• [SOURCE RECORDS]
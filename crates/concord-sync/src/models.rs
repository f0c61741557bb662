//! Server-derived read models.

use serde::{Deserialize, Serialize};

use concord_progression::{SessionStatus, StageProgress};
use concord_timeline::ChatItemId;

/// Server-assigned session identifier.
#[derive(Debug, Clone, PartialEq, Eq, PartialOrd, Ord, Hash, Serialize, Deserialize)]
#[serde(transparent)]
pub struct SessionId(pub String);

impl SessionId {
    /// Create an id from any string-like value.
    pub fn new(id: impl Into<String>) -> Self {
        Self(id.into())
    }
}

impl std::fmt::Display for SessionId {
    fn fmt(&self, f: &mut std::fmt::Formatter<'_>) -> std::fmt::Result {
        write!(f, "{}", self.0)
    }
}

impl From<&str> for SessionId {
    fn from(s: &str) -> Self {
        Self(s.to_owned())
    }
}

/// Server-assigned party identifier.
#[derive(Debug, Clone, PartialEq, Eq, Hash, Serialize, Deserialize)]
#[serde(transparent)]
pub struct PartyId(pub String);

impl From<&str> for PartyId {
    fn from(s: &str) -> Self {
        Self(s.to_owned())
    }
}

/// One of the two parties in a session.
#[derive(Debug, Clone, PartialEq, Eq, Serialize, Deserialize)]
pub struct Party {
    pub id: PartyId,
    pub display_name: String,
}

/// The session aggregate as seen by one viewer.
///
/// Holds exactly two progress records — the viewer's own and the
/// partner's — plus the viewer's last-seen cursor. Sessions are never
/// deleted; they end as `Resolved` or get soft-removed per party.
#[derive(Debug, Clone, PartialEq, Eq, Serialize, Deserialize)]
pub struct Session {
    pub id: SessionId,
    pub status: SessionStatus,
    pub me: Party,
    pub partner: Party,
    pub my_progress: StageProgress,
    pub partner_progress: StageProgress,
    /// Monotonically advancing cursor over the timeline; never moves back.
    pub last_seen_chat_item_id: Option<ChatItemId>,
    /// Soft removal on the viewer's side only.
    pub removed_by_me: bool,
}

/// The invitation read model for a session.
#[derive(Debug, Clone, PartialEq, Eq, Serialize, Deserialize)]
pub struct Invitation {
    pub session_id: SessionId,
    pub invited_by: PartyId,
    pub sent_at_ms: u64,
    /// Set locally the moment the viewer confirms; the server response may
    /// omit it, in which case the local value is authoritative.
    pub message_confirmed_at_ms: Option<u64>,
}
impl MutationIntent {
    /// The session this intent belongs to.
    #[must_use]
    pub fn session_id(&self) -> &SessionId {
        match self {
            Self::ConfirmInvitation { session }
            | Self::SignCompact { session }
            | Self::AdvanceStage { session, .. }
            | Self::SendMessage { session, .. }
            | Self::MarkSeen { session, .. }
            | Self::PauseSession { session }
            | Self::ResumeSession { session }
            | Self::RemoveSession { session } => session,
        }
    }

    /// The endpoint this intent dispatches to.
    #[must_use]
    pub fn endpoint(&self) -> Endpoint {
        match self {
            Self::ConfirmInvitation { .. } => Endpoint::ConfirmInvitation,
            Self::SignCompact { .. } => Endpoint::SignCompact,
            Self::AdvanceStage { .. } => Endpoint::AdvanceStage,
            Self::SendMessage { .. } => Endpoint::SendMessage,
            Self::MarkSeen { .. } => Endpoint::MarkSeen,
            Self::PauseSession { .. } => Endpoint::PauseSession,
            Self::ResumeSession { .. } => Endpoint::ResumeSession,
            Self::RemoveSession { .. } => Endpoint::RemoveSession,
        }
    }

    /// The wire payload for the dispatch.
    #[must_use]
    pub fn payload(&self) -> serde_json::Value {
        match self {
            Self::ConfirmInvitation { session }
            | Self::SignCompact { session }
            | Self::PauseSession { session }
            | Self::ResumeSession { session }
            | Self::RemoveSession { session } => json!({ "session_id": session }),
            Self::AdvanceStage { session, target } => {
                json!({ "session_id": session, "target_stage": target })
            }
            Self::SendMessage {
                session,
                id,
                content,
            } => json!({ "session_id": session, "id": id, "content": content }),
            Self::MarkSeen { session, item } => {
                json!({ "session_id": session, "item_id": item })
            }
        }
    }

    /// Every cache entry the optimistic apply may write.
    ///
    /// The coordinator claims and snapshots exactly this set, so rollback
    /// is complete by construction.
    #[must_use]
    pub fn touched_keys(&self) -> Vec<CacheKey> {
        let session = self.session_id().clone();
        match self {
            Self::ConfirmInvitation { .. } => vec![
                CacheKey::Invitation(session.clone()),
                CacheKey::Session(session),
            ],
            Self::SendMessage { .. } => vec![CacheKey::TimelinePage { session, index: 0 }],
            Self::SignCompact { .. }
            | Self::AdvanceStage { .. }
            | Self::MarkSeen { .. }
            | Self::PauseSession { .. }
            | Self::ResumeSession { .. }
            | Self::RemoveSession { .. } => vec![CacheKey::Session(session)],
        }
    }

    /// Read models to refetch lazily after a successful mutation.
    ///
    /// Only models the mutation is *not* safety-critical for: the entries
    /// reconciled from the response are never in this set, so a blind
    /// refetch can't clobber a just-merged optimistic field.
    #[must_use]
    pub fn stale_keys(&self) -> Vec<CacheKey> {
        let session = self.session_id().clone();
        match self {
            // These produce server-side indicator rows; the head page will
            // pick them up on the next refresh.
            Self::ConfirmInvitation { .. }
            | Self::SignCompact { .. }
            | Self::AdvanceStage { .. }
            | Self::PauseSession { .. }
            | Self::ResumeSession { .. } => {
                vec![CacheKey::TimelinePage { session, index: 0 }]
            }
            Self::SendMessage { .. } | Self::MarkSeen { .. } | Self::RemoveSession { .. } => {
                vec![]
            }
        }
    }

    /// Synchronously write the speculative value into every touched entry.
    ///
    /// Runs before any suspension, so a consumer reading the cache
    /// immediately sees the change. Errors here abort the mutation before
    /// dispatch; the coordinator rolls back whatever was already written.
    pub fn apply_optimistic(&self, cache: &mut CacheStore, now_ms: u64) -> Result<()> {
        match self {
            Self::ConfirmInvitation { session } => {
                let key = CacheKey::Invitation(session.clone());
                let mut invitation = cache
                    .value(&key)
                    .and_then(CacheValue::as_invitation)
                    .cloned()
                    .ok_or_else(|| Error::UnknownSession(session.clone()))?;
                invitation.message_confirmed_at_ms = Some(now_ms);
                cache.insert(key, CacheValue::Invitation(invitation));

                // The session aggregate may not be cached yet when the
                // confirmation happens from the invitation list.
                if let Some(mut s) = cached_session(cache, session) {
                    if s.status.can_transition(SessionStatus::Active) {
                        s.status = SessionStatus::Active;
                    }
                    if s.my_progress.stage == Stage::Opening {
                        s.my_progress = complete(&s.my_progress, now_ms);
                    }
                    put_session(cache, s);
                }
                Ok(())
            }
            Self::SignCompact { session } => {
                let mut s = require_session(cache, session)?;
                if s.my_progress.stage != Stage::Compact {
                    return Err(Error::MutationConflict {
                        reason: format!("cannot sign outside {}, currently {}", Stage::Compact, s.my_progress.stage),
                    });
                }
                s.my_progress = complete(&s.my_progress, now_ms);
                let partner_signed = s.partner_progress.stage == Stage::Compact
                    && s.partner_progress.status == StageStatus::Completed;
                if partner_signed && s.status.can_transition(SessionStatus::Resolved) {
                    s.status = SessionStatus::Resolved;
                }
                put_session(cache, s);
                Ok(())
            }
            Self::AdvanceStage { session, target } => {
                let mut s = require_session(cache, session)?;
                if s.status != SessionStatus::Active {
                    return Err(Error::MutationConflict {
                        reason: format!("session is {}, not Active", s.status),
                    });
                }
                s.my_progress = advance(
                    &s.my_progress,
                    s.partner_progress.status,
                    *target,
                    now_ms,
                )?;
                debug!(session = %s.id, stage = %target, "optimistically entered stage");
                put_session(cache, s);
                Ok(())
            }
            Self::SendMessage {
                session,
                id,
                content,
            } => {
                let key = CacheKey::TimelinePage {
                    session: session.clone(),
                    index: 0,
                };
                let item = ChatItem::Message {
                    id: id.clone(),
                    role: Role::Me,
                    content: content.clone(),
                    timestamp_ms: now_ms,
                    status: MessageStatus::Queued,
                };
                if !cache.update(&key, |value| {
                    if let CacheValue::Timeline(items) = value {
                        items.push(item.clone());
                    }
                }) {
                    cache.insert(key, CacheValue::Timeline(vec![item]));
                }
                Ok(())
            }
            Self::MarkSeen { session, item } => {
                let mut s = require_session(cache, session)?;
                // The cursor only ever advances.
                if s.last_seen_chat_item_id.as_ref() < Some(item) {
                    s.last_seen_chat_item_id = Some(item.clone());
                    put_session(cache, s);
                }
                Ok(())
            }
            Self::PauseSession { session } => {
                transition_session(cache, session, SessionStatus::Paused)
            }
            Self::ResumeSession { session } => {
                transition_session(cache, session, SessionStatus::Active)
            }
            Self::RemoveSession { session } => {
                let mut s = require_session(cache, session)?;
                s.removed_by_me = true;
                put_session(cache, s);
                Ok(())
            }
        }
    }

    /// Fold the server's authoritative response back into the cache.
    ///
    /// Runs after the round-trip, reading current entries rather than
    /// anything captured before the await. Timestamp-like fields the
    /// optimistic apply set locally win over a missing or older server
    /// field — the known case is `message_confirmed_at_ms`, which the
    /// confirm endpoint's response can omit.
    pub fn reconcile(&self, cache: &mut CacheStore, response: &MutationResponse) {
        if let Some(server_invitation) = &response.invitation {
            let key = CacheKey::Invitation(server_invitation.session_id.clone());
            let mut merged = server_invitation.clone();
            if let Some(local) = cache.value(&key).and_then(CacheValue::as_invitation) {
                merged.message_confirmed_at_ms = merged
                    .message_confirmed_at_ms
                    .max(local.message_confirmed_at_ms);
            }
            cache.insert(key, CacheValue::Invitation(merged));
        }

        if let Some(server_session) = &response.session {
            let key = CacheKey::Session(server_session.id.clone());
            let mut merged = server_session.clone();
            if let Some(local) = cache.value(&key).and_then(CacheValue::as_session) {
                merged.last_seen_chat_item_id = merged
                    .last_seen_chat_item_id
                    .clone()
                    .max(local.last_seen_chat_item_id.clone());
                merged.removed_by_me = merged.removed_by_me || local.removed_by_me;
            }
            cache.insert(key, CacheValue::Session(merged));
        }

        if let Self::SendMessage { session, id, .. } = self {
            let key = CacheKey::TimelinePage {
                session: session.clone(),
                index: 0,
            };
            let server_message = response.message.clone();
            cache.update(&key, |value| {
                let CacheValue::Timeline(items) = value else {
                    return;
                };
                match &server_message {
                    Some(confirmed) => {
                        // The server echo replaces the queued copy; ids may
                        // differ if the server reassigned one.
                        items.retain(|i| i.id() != id && i.id() != confirmed.id());
                        items.push(confirmed.clone());
                    }
                    None => {
                        for item in items.iter_mut() {
                            if item.id() == id {
                                if let ChatItem::Message { status, .. } = item {
                                    if *status == MessageStatus::Queued {
                                        *status = MessageStatus::Sent;
                                    }
                                }
                            }
                        }
                    }
                }
            });
        }
    }
}
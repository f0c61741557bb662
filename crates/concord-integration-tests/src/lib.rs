//! End-to-end tests for the Concord workspace live under `tests/`.
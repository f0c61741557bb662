//! Stage and per-stage status types.

use serde::{Deserialize, Serialize};

/// One of the five ordered stages of a guided session.
///
/// The discriminants are the canonical stage indices (0..=4) and define the
/// total order used for advancement checks.
#[derive(Debug, Clone, Copy, PartialEq, Eq, PartialOrd, Ord, Hash, Serialize, Deserialize)]
#[serde(rename_all = "snake_case")]
pub enum Stage {
    /// Invitation exchange and consent to begin.
    Opening = 0,
    /// Each party tells their account without interruption.
    Witness = 1,
    /// Each party restates the other's account.
    PerspectiveStretch = 2,
    /// Surfacing the needs behind each position.
    NeedMapping = 3,
    /// Drafting and signing the shared compact.
    Compact = 4,
}

impl Stage {
    /// All stages in order.
    pub const ALL: [Stage; 5] = [
        Stage::Opening,
        Stage::Witness,
        Stage::PerspectiveStretch,
        Stage::NeedMapping,
        Stage::Compact,
    ];

    /// The stage index (0..=4).
    #[must_use]
    pub const fn index(self) -> u8 {
        self as u8
    }

    /// Look up a stage by index.
    #[must_use]
    pub const fn from_index(index: u8) -> Option<Self> {
        match index {
            0 => Some(Stage::Opening),
            1 => Some(Stage::Witness),
            2 => Some(Stage::PerspectiveStretch),
            3 => Some(Stage::NeedMapping),
            4 => Some(Stage::Compact),
            _ => None,
        }
    }

    /// The next stage, or `None` at `Compact`.
    #[must_use]
    pub const fn next(self) -> Option<Self> {
        Self::from_index(self.index() + 1)
    }

    /// Whether leaving this stage requires BOTH parties to have completed
    /// the stage's sub-action.
    ///
    /// `Opening` gates on both parties confirming the invitation and
    /// `Compact` gates on both signatures. The middle stages gate on the
    /// acting party alone.
    #[must_use]
    pub const fn jointly_gated(self) -> bool {
        matches!(self, Stage::Opening | Stage::Compact)
    }
}

impl std::fmt::Display for Stage {
    fn fmt(&self, f: &mut std::fmt::Formatter<'_>) -> std::fmt::Result {
        match self {
            Self::Opening => write!(f, "Opening"),
            Self::Witness => write!(f, "Witness"),
            Self::PerspectiveStretch => write!(f, "PerspectiveStretch"),
            Self::NeedMapping => write!(f, "NeedMapping"),
            Self::Compact => write!(f, "Compact"),
        }
    }
}

/// A party's status within its current stage.
#[derive(Debug, Clone, Copy, PartialEq, Eq, Hash, Serialize, Deserialize)]
#[serde(rename_all = "snake_case")]
pub enum StageStatus {
    /// The party has not yet entered the stage.
    NotStarted,
    /// The party is working through the stage.
    InProgress,
    /// The party finished its part and is waiting on the partner's.
    GatePending,
    /// The stage's sub-action is done for this party.
    Completed,
}

impl std::fmt::Display for StageStatus {
    fn fmt(&self, f: &mut std::fmt::Formatter<'_>) -> std::fmt::Result {
        match self {
            Self::NotStarted => write!(f, "NotStarted"),
            Self::InProgress => write!(f, "InProgress"),
            Self::GatePending => write!(f, "GatePending"),
            Self::Completed => write!(f, "Completed"),
        }
    }
}
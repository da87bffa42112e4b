use std::cmp::Ordering;
use std::collections::BTreeSet;
use std::fmt::{self, Display};

use serde::{Deserialize, Serialize};

///
/// Genotype call of one sample at a VCF site, e.g. `0/1` or `1|2`.
///
#[derive(Eq, PartialEq, Hash, Debug, Clone, Serialize, Deserialize)]
pub struct SampleCall {
    pub sample: String,
    pub genotype: String,
}

impl SampleCall {
    pub fn new(sample: &str, genotype: &str) -> Self {
        SampleCall {
            sample: sample.to_string(),
            genotype: genotype.to_string(),
        }
    }

    /// Allele indices named by the genotype. Missing calls (`.`) are skipped.
    pub fn allele_indices(&self) -> impl Iterator<Item = usize> + '_ {
        self.genotype
            .split(['/', '|'])
            .filter_map(|allele| allele.parse::<usize>().ok())
    }

    ///
    /// Whether this sample carries the allele with the given VCF allele index
    /// (0 is the reference, 1 the first alternate, ...).
    ///
    pub fn carries(&self, allele_index: usize) -> bool {
        self.allele_indices().any(|i| i == allele_index)
    }
}

///
/// A variant as read from the input VCF: one site, possibly multi-allelic.
///
#[derive(Eq, PartialEq, Debug, Clone)]
pub struct RawVariant {
    pub chr: String,
    pub pos: u64,
    pub ref_allele: String,
    pub alternates: Vec<String>,
    pub samples: Vec<SampleCall>,
}

impl RawVariant {
    ///
    /// Create a new [RawVariant] without sample data.
    ///
    /// # Arguments
    /// - alt: comma-joined alternate alleles, as found in the ALT column
    pub fn new(chr: &str, pos: u64, ref_allele: &str, alt: &str) -> Self {
        RawVariant {
            chr: chr.to_string(),
            pos,
            ref_allele: ref_allele.to_string(),
            alternates: alt.split(',').map(str::to_string).collect(),
            samples: Vec::new(),
        }
    }

    pub fn with_samples(mut self, samples: Vec<SampleCall>) -> Self {
        self.samples = samples;
        self
    }

    ///
    /// Identity of one alternate allele of this site.
    ///
    /// # Arguments
    /// - alt_index: 0-based index into `alternates`
    pub fn identity(&self, alt_index: usize) -> Option<VariantIdentity> {
        self.alternates.get(alt_index).map(|alt| VariantIdentity {
            chr: self.chr.clone(),
            pos: self.pos,
            ref_allele: self.ref_allele.clone(),
            alt_allele: alt.clone(),
        })
    }

    /// Samples carrying the alternate at `alt_index` (0-based).
    pub fn carriers(&self, alt_index: usize) -> Vec<SampleCall> {
        self.samples
            .iter()
            .filter(|call| call.carries(alt_index + 1))
            .cloned()
            .collect()
    }
}

///
/// Exact identity of a single-alternate variant. Used as the match key
/// between annotation output and presence records, so no normalization
/// is ever applied.
///
#[derive(Eq, PartialEq, Hash, Ord, PartialOrd, Debug, Clone, Serialize, Deserialize)]
pub struct VariantIdentity {
    pub chr: String,
    pub pos: u64,
    #[serde(rename = "ref")]
    pub ref_allele: String,
    #[serde(rename = "alt")]
    pub alt_allele: String,
}

impl VariantIdentity {
    pub fn new(chr: &str, pos: u64, ref_allele: &str, alt_allele: &str) -> Self {
        VariantIdentity {
            chr: chr.to_string(),
            pos,
            ref_allele: ref_allele.to_string(),
            alt_allele: alt_allele.to_string(),
        }
    }
}

impl Display for VariantIdentity {
    fn fmt(&self, f: &mut fmt::Formatter<'_>) -> fmt::Result {
        write!(
            f,
            "{}:{} {}>{}",
            self.chr, self.pos, self.ref_allele, self.alt_allele
        )
    }
}

#[derive(Eq, PartialEq, Hash, Debug, Clone, Copy, Serialize, Deserialize)]
#[serde(rename_all = "lowercase")]
pub enum VariantType {
    Insertion,
    Deletion,
    Unclassified,
}

impl VariantType {
    ///
    /// Classify a variant from its allele lengths alone: a longer alternate is
    /// an insertion, a shorter one a deletion, anything else is unclassified.
    ///
    pub fn classify(ref_allele: &str, alt_allele: &str) -> Self {
        match alt_allele.len().cmp(&ref_allele.len()) {
            Ordering::Greater => VariantType::Insertion,
            Ordering::Less => VariantType::Deletion,
            Ordering::Equal => VariantType::Unclassified,
        }
    }
}

///
/// Presence of a variant identity in the local reference databases.
/// Serialized with the names the presence service uses.
///
#[derive(Eq, PartialEq, Hash, Debug, Clone, Copy, Default, Serialize, Deserialize)]
pub struct PresenceFlags {
    #[serde(rename = "gnomAD", default)]
    pub in_population_db: bool,
    #[serde(rename = "clinvar", default)]
    pub in_clinical_db: bool,
    #[serde(rename = "cosmic", default)]
    pub in_cancer_db: bool,
    #[serde(rename = "dbSNP", default)]
    pub in_variant_db: bool,
}

impl PresenceFlags {
    /// Union of two flag records.
    pub fn union(self, other: PresenceFlags) -> PresenceFlags {
        PresenceFlags {
            in_population_db: self.in_population_db || other.in_population_db,
            in_clinical_db: self.in_clinical_db || other.in_clinical_db,
            in_cancer_db: self.in_cancer_db || other.in_cancer_db,
            in_variant_db: self.in_variant_db || other.in_variant_db,
        }
    }

    pub fn any(&self) -> bool {
        self.in_population_db || self.in_clinical_db || self.in_cancer_db || self.in_variant_db
    }
}

///
/// A fully annotated variant: one alternate allele on one transcript with a
/// protein-level change, its consequence terms, carrier samples and presence
/// flags.
///
#[derive(Eq, PartialEq, Debug, Clone, Serialize, Deserialize)]
pub struct Variant {
    #[serde(flatten)]
    pub identity: VariantIdentity,
    pub transcript_id: String,
    pub aa_pos: u32,
    pub aa_change: String,
    pub consequences: BTreeSet<String>,
    pub samples: Vec<SampleCall>,
    #[serde(rename = "type")]
    pub variant_type: VariantType,
    #[serde(flatten)]
    pub presence: PresenceFlags,
}

impl Variant {
    ///
    /// Key under which two records are considered the same annotated variant.
    ///
    pub fn record_key(&self) -> (&VariantIdentity, &str, u32, &str) {
        (
            &self.identity,
            self.transcript_id.as_str(),
            self.aa_pos,
            self.aa_change.as_str(),
        )
    }
}
pub mod bundle;
pub mod variant;

// re-export for cleaner imports
pub use self::bundle::AnnotationBundle;
pub use self::variant::{
    PresenceFlags, RawVariant, SampleCall, Variant, VariantIdentity, VariantType,
};
//! # vcfplotein-core
//!
//! Models shared by the vcfplotein crates and the VCF reader that produces
//! the pipeline input.
//!
//! - [models::RawVariant]: one VCF site with its alternates and sample calls
//! - [models::Variant]: an annotated, classified variant with presence flags
//! - [models::AnnotationBundle]: the output of one annotation run

pub mod errors;
pub mod models;
pub mod utils;
pub mod vcf;

pub use errors::{Result, VcfError};
pub use vcf::{read_variants, read_vcf};
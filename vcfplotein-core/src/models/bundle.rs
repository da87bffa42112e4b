use std::collections::BTreeSet;

use serde::{Deserialize, Serialize};

use super::variant::{Variant, VariantType};

///
/// Result of one annotation run: the annotated variants plus the consequence
/// vocabulary observed across them.
///
/// `deletions` and `insertions` are part of the published output shape but
/// are not filled by the pipeline; use [AnnotationBundle::of_type] to split
/// variants by classification.
///
#[derive(Debug, Clone, Default, PartialEq, Eq, Serialize, Deserialize)]
pub struct AnnotationBundle {
    pub variants: Vec<Variant>,
    pub consequences: Vec<String>,
    pub deletions: Vec<Variant>,
    pub insertions: Vec<Variant>,
}

impl AnnotationBundle {
    pub fn new(variants: Vec<Variant>, consequences: BTreeSet<String>) -> Self {
        AnnotationBundle {
            variants,
            consequences: consequences.into_iter().collect(),
            deletions: Vec::new(),
            insertions: Vec::new(),
        }
    }

    pub fn len(&self) -> usize {
        self.variants.len()
    }

    pub fn is_empty(&self) -> bool {
        self.variants.is_empty()
    }

    pub fn of_type(&self, variant_type: VariantType) -> impl Iterator<Item = &Variant> {
        self.variants
            .iter()
            .filter(move |v| v.variant_type == variant_type)
    }
}
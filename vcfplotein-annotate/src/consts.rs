//! Constants for annotation service configuration.
//!
//! This module defines environment variable names, default endpoints and the
//! per-version request limits of the variant-effect service.

// Environment variable names

/// Environment variable name for setting the vcfplotein API endpoint, which
/// serves the database presence lookup.
///
/// When set, this overrides the default API endpoint
/// (`https://vcfplotein.liigh.unam.mx:8181`).
///
/// # Example
///
/// ```bash
/// export VCFPLOTEIN_API=http://localhost:8181
/// ```
pub const VCFPLOTEIN_API_ENV: &str = "VCFPLOTEIN_API";

/// Environment variable name for overriding the variant-effect (Ensembl REST)
/// endpoint regardless of the assembly version.
pub const VCFPLOTEIN_ENSEMBL_API_ENV: &str = "VCFPLOTEIN_ENSEMBL_API";

// Endpoints

pub const DEFAULT_VCFPLOTEIN_API: &str = "https://vcfplotein.liigh.unam.mx:8181";

/// Ensembl REST endpoint for the GRCh37 assembly.
pub const ENSEMBL_GRCH37_URL: &str = "https://grch37.rest.ensembl.org";

/// Ensembl REST endpoint for the GRCh38 assembly.
pub const ENSEMBL_GRCH38_URL: &str = "https://rest.ensembl.org";

/// Batch variant-effect path, relative to the Ensembl endpoint.
pub const VEP_REGION_PATH: &str = "vep/homo_sapiens/region";

/// Presence lookup path, relative to the vcfplotein API.
pub const PRESENCE_PATH: &str = "variant-information";

// Request limits

/// Maximum number of variant lines per request against GRCh37.
pub const GRCH37_CHUNK_SIZE: usize = 300;

/// Maximum number of variant lines per request against GRCh38.
pub const GRCH38_CHUNK_SIZE: usize = 200;

pub const DEFAULT_SERVICE_VERSION: u32 = 38;

pub const DEFAULT_TIMEOUT_SECS: u64 = 120;

/// One attempt per request, i.e. no retry.
pub const DEFAULT_MAX_ATTEMPTS: u32 = 1;

pub const DEFAULT_INITIAL_BACKOFF_MS: u64 = 500;

/// Upper bound on the wait between two attempts.
pub const MAX_BACKOFF_MS: u64 = 30_000;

• [INSTRUCTIONS FOR THE TASK] Every line of the listing that includes the word "between" must be copied.

• [FINISHED EXERCISE]
/// between annotation output and presence records, so no normalization
/// Upper bound on the wait between two attempts.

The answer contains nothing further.